• _Records for the task_:
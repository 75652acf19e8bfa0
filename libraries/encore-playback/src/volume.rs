//! Volume control
//!
//! Level is a linear 0.0-1.0 gain passed straight to the audio session.
//! Muting zeroes the gain without losing the level.

#[derive(Debug, Clone)]
pub struct Volume {
    level: f32,
    muted: bool,
}

impl Volume {
    /// Create new volume controller, clamping the level into range
    pub fn new(level: f32) -> Self {
        Self {
            level: Self::clamp_level(level),
            muted: false,
        }
    }

    /// Set volume level
    ///
    /// Values outside 0.0-1.0 are clamped; NaN is treated as 0.0.
    pub fn set_level(&mut self, level: f32) {
        self.level = Self::clamp_level(level);
    }

    /// Current volume level (0.0-1.0)
    pub fn level(&self) -> f32 {
        self.level
    }

    /// Mute audio (preserves volume level)
    pub fn mute(&mut self) {
        self.muted = true;
    }

    /// Unmute audio (restores previous volume)
    pub fn unmute(&mut self) {
        self.muted = false;
    }

    pub fn toggle_mute(&mut self) {
        self.muted = !self.muted;
    }

    pub fn is_muted(&self) -> bool {
        self.muted
    }

    /// Gain to apply to the session: 0.0 while muted, otherwise the level
    pub fn gain(&self) -> f32 {
        if self.muted {
            0.0
        } else {
            self.level
        }
    }

    fn clamp_level(level: f32) -> f32 {
        if level.is_nan() {
            0.0
        } else {
            level.clamp(0.0, 1.0)
        }
    }
}

impl Default for Volume {
    fn default() -> Self {
        Self::new(0.7)
    }
}
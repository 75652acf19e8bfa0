//! Encore - Playback Engine
//!
//! Platform-agnostic playback core for the Encore music app.
//!
//! This crate provides:
//! - Single-session playback (at most one audio session alive)
//! - Upcoming-track queue with play-next, reorder and skip-to
//! - Play history for "previous"
//! - Shuffle (random pick from the queue) and repeat modes (Off, All, One)
//! - Seek by time or fraction, volume with mute
//! - Position sampling and event subscription for UI sync
//!
//! # Architecture
//!
//! The engine never touches audio hardware or the network. A host platform
//! implements [`SessionBackend`] to open an [`AudioSession`] for a track
//! URL, and reports readiness, end of track and load failures through the
//! [`SessionNotifier`] it is handed. The engine applies those events on
//! [`PlaybackManager::tick`], which a host drives from its own timer or via
//! [`spawn_ticker`].
//!
//! # Example
//!
//! ```rust
//! use encore_playback::{
//!     AudioSession, PlaybackManager, RepeatMode, Result, SessionBackend, SessionRequest, Track,
//! };
//!
//! struct SilentSession {
//!     playing: bool,
//!     position: f64,
//! }
//!
//! impl AudioSession for SilentSession {
//!     fn play(&mut self) -> Result<()> {
//!         self.playing = true;
//!         Ok(())
//!     }
//!     fn pause(&mut self) -> Result<()> {
//!         self.playing = false;
//!         Ok(())
//!     }
//!     fn seek(&mut self, position: f64) -> Result<()> {
//!         self.position = position;
//!         Ok(())
//!     }
//!     fn set_volume(&mut self, _volume: f32) -> Result<()> {
//!         Ok(())
//!     }
//!     fn position(&self) -> f64 {
//!         self.position
//!     }
//!     fn is_playing(&self) -> bool {
//!         self.playing
//!     }
//!     fn unload(&mut self) {
//!         self.playing = false;
//!     }
//! }
//!
//! struct SilentBackend;
//!
//! impl SessionBackend for SilentBackend {
//!     fn load(&mut self, request: SessionRequest) -> Result<Box<dyn AudioSession>> {
//!         request.notifier.ready(180.0);
//!         Ok(Box::new(SilentSession { playing: false, position: 0.0 }))
//!     }
//! }
//!
//! let mut manager = PlaybackManager::with_backend(SilentBackend);
//! manager.set_repeat(RepeatMode::All);
//!
//! let track = Track {
//!     id: "t1".to_string(),
//!     title: "Song".to_string(),
//!     artist_name: "Artist".to_string(),
//!     audio_url: "https://cdn.example.com/t1.mp3".to_string(),
//!     cover_image_url: None,
//!     duration: 180.0,
//! };
//!
//! manager.play_track(track, None)?;
//! manager.poll_events();
//! assert!(manager.is_playing());
//! assert_eq!(manager.duration(), 180.0);
//! # Ok::<(), encore_playback::PlaybackError>(())
//! ```

pub mod config;
mod error;
pub mod events;
mod history;
mod manager;
mod queue;
mod sampler;
pub mod session;
mod shuffle;
mod ticker;
pub mod types;
mod volume;

// Public exports
pub use config::PlaybackConfig;
pub use error::{PlaybackError, Result};
pub use events::PlayerEvent;
pub use manager::PlaybackManager;
pub use session::{
    AudioSession, SessionBackend, SessionEvent, SessionId, SessionNotifier, SessionRequest,
};
pub use ticker::{spawn_ticker, Ticker};
pub use types::{format_time, PlayerState, RepeatMode, Track};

• _Description of the task_: Scan the data, and report each line that uses the word "SilentSession".

• _Output below_:
//! struct SilentSession {
//! impl AudioSession for SilentSession {
//!         Ok(Box::new(SilentSession { playing: false, position: 0.0 }))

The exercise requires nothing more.